Bild: Hunderttausende gingen am 3. Februar in Berlin auf die Straße. Nun sei d…
Berlin taz | Die Ampelkoalition war mit dem Versprechen angetreten,
Menschen besser vor Diskriminierung zu schützen. Nun nutzen mehr als 120
Organisationen das Momentum der bundesweiten Demonstrationen gegen rechts,
um Taten einzufordern: „Sonntagsreden reichen nicht“, heißt es in [1][dem
Brandbrief] an Bundeskanzler, Bundesregierung und die Ampelfraktionen, der
der taz vorliegt. „Demokratie schützen heißt Menschen vor Diskriminierung
schützen“.
Ihre Forderung: Das Versprechen des Koalitionsvertrags, das deutsche
Antidiskriminierungsrecht zu reformieren, müsse endlich umgesetzt werden.
Der Rechtsruck im politischen und gesellschaftlichen Diskurs habe Folgen,
heißt es in dem Brief. „Die Diffamierung legitimiert die Diskriminierung.
Also wird auch diskriminiert.“
Diskriminierung sei für sehr viele Menschen in Deutschland Alltag – seien
es migrantisierte, Schwarze oder afro-diasporische Menschen, Jüd*innen
oder Muslim*innen, Menschen mit Behinderung oder Queers. Betroffene fühlten
sich nicht geschützt. Denn die, die Diskriminierung ausübten, „fühlen sich
im Recht, weil das Recht ihnen bisher keine klaren Grenzen aufzeigt“, so
der Brief.
Die Verfasser*innen des Briefs begrüßen, dass [2][seit Wochen
Hunderttausende Menschen überall in Deutschland für Menschenrechte,
Demokratie und gegen Rechtsextremismus auf die Straße gehen]. Die „aktuelle
Empörung“ auch von Politiker*innen aber laufe „ins Leere, wenn sie die
Rechte und Perspektiven der Betroffenen sowie die institutionelle
Diskriminierung“ nicht ausreichend im Blick habe.

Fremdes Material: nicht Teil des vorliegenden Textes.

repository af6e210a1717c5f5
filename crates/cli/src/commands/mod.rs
//! Command implementations.

mod info;
mod serve;
mod validate;

pub use info::run_info;
pub use serve::run_serve;
pub use validate::run_validate;
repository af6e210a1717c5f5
//! CLI argument definitions using clap.

use clap::{Args, Parser, Subcommand, ValueEnum};
use std::path::PathBuf;

/// Feedback Relay - delivers widget feedback to email, an issue tracker or a webhook
#[derive(Parser, Debug)]
#[command(
    name = "feedback-relay",
    author,
    version,
    about = "Feedback delivery relay",
    long_about = "Receives feedback submissions on POST /api/submit-feedback and delivers\n\
                  each one through the configured channel: transactional email, an issue\n\
                  tracker, or a custom webhook."
)]
pub struct Cli {
    /// Increase logging verbosity (-v for debug, -vv for trace)
    #[arg(
        short,
        long,
        action = clap::ArgAction::Count,
        global = true,
        env = "FEEDBACK_RELAY_VERBOSE"
    )]
    pub verbose: u8,

    /// Suppress all output except warnings and errors
    #[arg(short, long, global = true, conflicts_with = "verbose")]
    pub quiet: bool,

    /// Log output format
    #[arg(
        long,
        value_enum,
        default_value = "pretty",
        global = true,
        env = "FEEDBACK_RELAY_LOG_FORMAT"
    )]
    pub log_format: LogFormat,

    #[command(subcommand)]
    pub command: Commands,
}

/// Available CLI commands
#[derive(Subcommand, Debug)]
pub enum Commands {
    /// Run the HTTP server
    Serve(ServeArgs),

    /// Validate configuration without serving
    Validate(ValidateArgs),

    /// Display the resolved configuration (secrets redacted)
    Info(InfoArgs),
}

/// Configuration source plus environment overrides, shared by every command
#[derive(Args, Debug, Clone, Default)]
pub struct ConfigArgs {
    /// Path to configuration file (TOML or JSON); defaults plus environment when omitted
    #[arg(short, long, env = "FEEDBACK_RELAY_CONFIG")]
    pub config: Option<PathBuf>,

    /// Override listen address (e.g. 0.0.0.0:3000)
    #[arg(long, env = "FEEDBACK_RELAY_BIND")]
    pub bind: Option<String>,

    /// Override delivery method (email, issue-tracker, webhook)
    #[arg(long, env = "FEEDBACK_METHOD")]
    pub method: Option<String>,

    /// Override site display name
    #[arg(long, env = "FEEDBACK_SITE_NAME")]
    pub site_name: Option<String>,

    /// Email provider API key
    #[arg(long, env = "RESEND_API_KEY", hide_env_values = true)]
    pub resend_api_key: Option<String>,

    /// Email sender address
    #[arg(long, env = "RESEND_FROM_EMAIL")]
    pub resend_from_email: Option<String>,

    /// Email recipient address
    #[arg(long, env = "RESEND_TO_EMAIL")]
    pub resend_to_email: Option<String>,

    /// Issue tracker access token
    #[arg(long, env = "GITHUB_TOKEN", hide_env_values = true)]
    pub github_token: Option<String>,

    /// Issue tracker repository owner
    #[arg(long, env = "GITHUB_OWNER")]
    pub github_owner: Option<String>,

    /// Issue tracker repository name
    #[arg(long, env = "GITHUB_REPO")]
    pub github_repo: Option<String>,

    /// Webhook endpoint (absolute URL or rooted path)
    #[arg(long, env = "FEEDBACK_WEBHOOK_URL")]
    pub webhook_url: Option<String>,
}

/// Arguments for the `serve` command
#[derive(Parser, Debug, Clone)]
pub struct ServeArgs {
    #[command(flatten)]
    pub config: ConfigArgs,

    /// Prometheus exporter port (overrides server.metrics_port)
    #[arg(long, env = "FEEDBACK_RELAY_METRICS_PORT")]
    pub metrics_port: Option<u16>,

    /// Resolve configuration and exit without serving
    #[arg(long)]
    pub dry_run: bool,
}

/// Arguments for the `validate` command
#[derive(Parser, Debug)]
pub struct ValidateArgs {
    #[command(flatten)]
    pub config: ConfigArgs,

    /// Output validation result as JSON
    #[arg(long)]
    pub json: bool,
}

/// Arguments for the `info` command
#[derive(Parser, Debug)]
pub struct InfoArgs {
    #[command(flatten)]
    pub config: ConfigArgs,

    /// Output as JSON
    #[arg(long)]
    pub json: bool,
}

/// Log output format
#[derive(ValueEnum, Clone, Copy, Debug, Default)]
pub enum LogFormat {
    /// JSON structured logging
    Json,
    /// Human-readable pretty format
    #[default]
    Pretty,
    /// Compact single-line format
    Compact,
}

impl From<LogFormat> for observability::LogFormat {
    fn from(format: LogFormat) -> Self {
        match format {
            LogFormat::Json => Self::Json,
            LogFormat::Pretty => Self::Pretty,
            LogFormat::Compact => Self::Compact,
        }
    }
}
//! ResultEnvelope - the only value ever returned to the widget
//!
//! Two JSON shapes, nothing else:
//! - `{"status":"success","message":"..."}`
//! - `{"error":true,"status":"failure","message":"..."}`

use serde::{Deserialize, Serialize};

/// Response envelope
#[derive(Debug, Clone, PartialEq, Eq, Serialize, Deserialize)]
#[serde(try_from = "WireEnvelope", into = "WireEnvelope")]
pub enum ResultEnvelope {
    Success { message: String },
    Failure { message: String },
}

impl ResultEnvelope {
    pub fn success(message: impl Into<String>) -> Self {
        Self::Success {
            message: message.into(),
        }
    }

    pub fn failure(message: impl Into<String>) -> Self {
        Self::Failure {
            message: message.into(),
        }
    }

    pub fn is_success(&self) -> bool {
        matches!(self, Self::Success { .. })
    }

    pub fn status(&self) -> EnvelopeStatus {
        match self {
            Self::Success { .. } => EnvelopeStatus::Success,
            Self::Failure { .. } => EnvelopeStatus::Failure,
        }
    }

    pub fn message(&self) -> &str {
        match self {
            Self::Success { message } | Self::Failure { message } => message,
        }
    }
}

/// Envelope status field
#[derive(Debug, Clone, Copy, PartialEq, Eq, Serialize, Deserialize)]
#[serde(rename_all = "lowercase")]
pub enum EnvelopeStatus {
    Success,
    Failure,
}

#[derive(Serialize, Deserialize)]
struct WireEnvelope {
    #[serde(default, skip_serializing_if = "Option::is_none")]
    error: Option<bool>,
    status: EnvelopeStatus,
    message: String,
}

impl From<ResultEnvelope> for WireEnvelope {
    fn from(envelope: ResultEnvelope) -> Self {
        match envelope {
            ResultEnvelope::Success { message } => Self {
                error: None,
                status: EnvelopeStatus::Success,
                message,
            },
            ResultEnvelope::Failure { message } => Self {
                error: Some(true),
                status: EnvelopeStatus::Failure,
                message,
            },
        }
    }
}

impl TryFrom<WireEnvelope> for ResultEnvelope {
    type Error = String;

    fn try_from(wire: WireEnvelope) -> Result<Self, Self::Error> {
        match (wire.status, wire.error) {
            (EnvelopeStatus::Success, None) => Ok(Self::success(wire.message)),
            (EnvelopeStatus::Failure, Some(true)) => Ok(Self::failure(wire.message)),
            (status, error) => Err(format!(
                "inconsistent envelope: status={status:?}, error={error:?}"
            )),
        }
    }
}
//! WebhookChannel - JSON POST to an operator-supplied endpoint

use std::time::Instant;

use contracts::{
    DeliveryMethod, FeedbackChannel, FeedbackError, FeedbackRecord, WebhookSettings,
};
use reqwest::Url;
use serde_json::{Map, Value};
use tracing::{debug, error, instrument, warn};

/// Body posted to the webhook: the submitted object plus `siteName`
fn webhook_payload(record: &FeedbackRecord, site_name: &str) -> Map<String, Value> {
    let mut payload = record.original_json();
    payload.insert("siteName".to_string(), Value::String(site_name.to_string()));
    payload
}

/// Check the endpoint shape: an absolute http(s) URL or a rooted path.
///
/// Anything else is a deployment error and fails before any request is made.
pub fn validate_endpoint(endpoint: &str) -> Result<(), FeedbackError> {
    let endpoint = endpoint.trim();
    if endpoint.is_empty() {
        return Err(FeedbackError::configuration(
            DeliveryMethod::Webhook,
            "missing required setting 'endpoint'",
        ));
    }
    let absolute = endpoint.starts_with("http://") || endpoint.starts_with("https://");
    if !absolute && !endpoint.starts_with('/') {
        return Err(FeedbackError::configuration(
            DeliveryMethod::Webhook,
            format!("endpoint '{endpoint}' is neither an http(s) URL nor a rooted path"),
        ));
    }
    Ok(())
}

/// Sink that forwards submissions to a custom endpoint
pub struct WebhookChannel {
    settings: WebhookSettings,
    site_name: String,
    client: reqwest::Client,
}

impl WebhookChannel {
    /// Create a new WebhookChannel
    pub fn new(
        settings: WebhookSettings,
        site_name: impl Into<String>,
        client: reqwest::Client,
    ) -> Self {
        Self {
            settings,
            site_name: site_name.into(),
            client,
        }
    }

    /// Resolve the endpoint to a full URL; rooted paths go through the origin
    fn target(&self) -> Result<Url, FeedbackError> {
        let endpoint = self.settings.endpoint.trim();
        let invalid =
            |detail: String| FeedbackError::configuration(DeliveryMethod::Webhook, detail);

        if !endpoint.starts_with('/') {
            return Url::parse(endpoint).map_err(|e| invalid(format!("invalid endpoint: {e}")));
        }

        let origin = self
            .settings
            .origin
            .as_deref()
            .map(str::trim)
            .filter(|o| !o.is_empty())
            .ok_or_else(|| invalid(format!("rooted endpoint '{endpoint}' needs an origin")))?;

        Url::parse(origin)
            .and_then(|base| base.join(endpoint))
            .map_err(|e| invalid(format!("cannot resolve '{endpoint}' against '{origin}': {e}")))
    }
}

impl FeedbackChannel for WebhookChannel {
    fn method(&self) -> DeliveryMethod {
        DeliveryMethod::Webhook
    }

    fn check_preconditions(&self) -> Result<(), FeedbackError> {
        validate_endpoint(&self.settings.endpoint)
    }

    #[instrument(
        name = "webhook_channel_deliver",
        skip(self, record),
        fields(channel = "webhook")
    )]
    async fn deliver(&self, record: &FeedbackRecord) -> Result<(), FeedbackError> {
        let url = self.target()?;
        let payload = webhook_payload(record, &self.site_name);

        let started = Instant::now();
        let response = self
            .client
            .post(url.clone())
            .json(&payload)
            .send()
            .await
            .map_err(|e| {
                error!(target_url = %url, error = %e, "Webhook endpoint unreachable");
                FeedbackError::configuration(DeliveryMethod::Webhook, e.to_string())
            })?;

        let status = response.status();
        observability::record_provider_status(DeliveryMethod::Webhook, status.as_u16());
        observability::record_delivery_latency_ms(
            DeliveryMethod::Webhook,
            started.elapsed().as_secs_f64() * 1000.0,
        );

        if !status.is_success() {
            warn!(target_url = %url, status = status.as_u16(), "Webhook endpoint error");
            return Err(FeedbackError::configuration(
                DeliveryMethod::Webhook,
                format!("endpoint returned {status}"),
            ));
        }

        debug!(target_url = %url, status = status.as_u16(), "Webhook delivered");
        Ok(())
    }
}
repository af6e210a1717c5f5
//! Dispatcher error types

use thiserror::Error;

/// Errors raised while building a dispatcher
///
/// Per-submission failures are `contracts::FeedbackError` and never surface here.
#[derive(Debug, Error)]
pub enum DispatcherError {
    /// Outbound HTTP client could not be constructed
    #[error("failed to build http client: {0}")]
    HttpClient(#[source] reqwest::Error),
}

## Schutz vor Diskriminierung
„Klare Kante gegen Rechtsextremismus und Rassismus zu zeigen heißt auch,
dass die Politik umfassende Maßnahmen ergreifen muss, um die Rechte von
allen Betroffenen zu stärken“, sagt der taz Eva Andrades, Geschäftsführerin
des Antidiskriminierungsverbands. „Dazu gehört dringlich die im
Koalitionsvertrag angekündigte Reform des Antidiskriminierungsrechts.“
Das Allgemeine Gleichbehandlungsgesetz – kurz AGG – wurde 2006 eingeführt.
Es soll Menschen vor Diskriminierung wegen ihres Alters, einer Behinderung,
der ethnischen Herkunft, aus rassistischen Gründen, wegen des Geschlechts,
der Religion oder Weltanschauung oder der sexuellen Identität schützen.
Seit Jahren aber attestieren Expert*innen [3][gravierende Schutzlücken]:
So gilt das AGG zum Beispiel nur in der Privatwirtschaft; wenn etwa eine
Vermieterin einer muslimischen Familie aus rassistischen Gründen die
Wohnung nicht gibt, einer trans Person im Arbeitszeugnis die richtige
Anrede verweigert wird oder ein Bewerber einen Job aufgrund seines Alters
nicht bekommt.
Diskriminierung durch öffentliche Stellen ist aber nicht erfasst. Auch ist
die Frist, in der man sich gegen Diskriminierung zur Wehr setzen kann, sehr
kurz. Für viele Betroffene ist das nicht machbar – zumal es kein
Verbandsklagerecht gibt. Betroffene müssen also alleine für ihre Rechte
einstehen und alle Risiken selbst tragen – auch die finanziellen.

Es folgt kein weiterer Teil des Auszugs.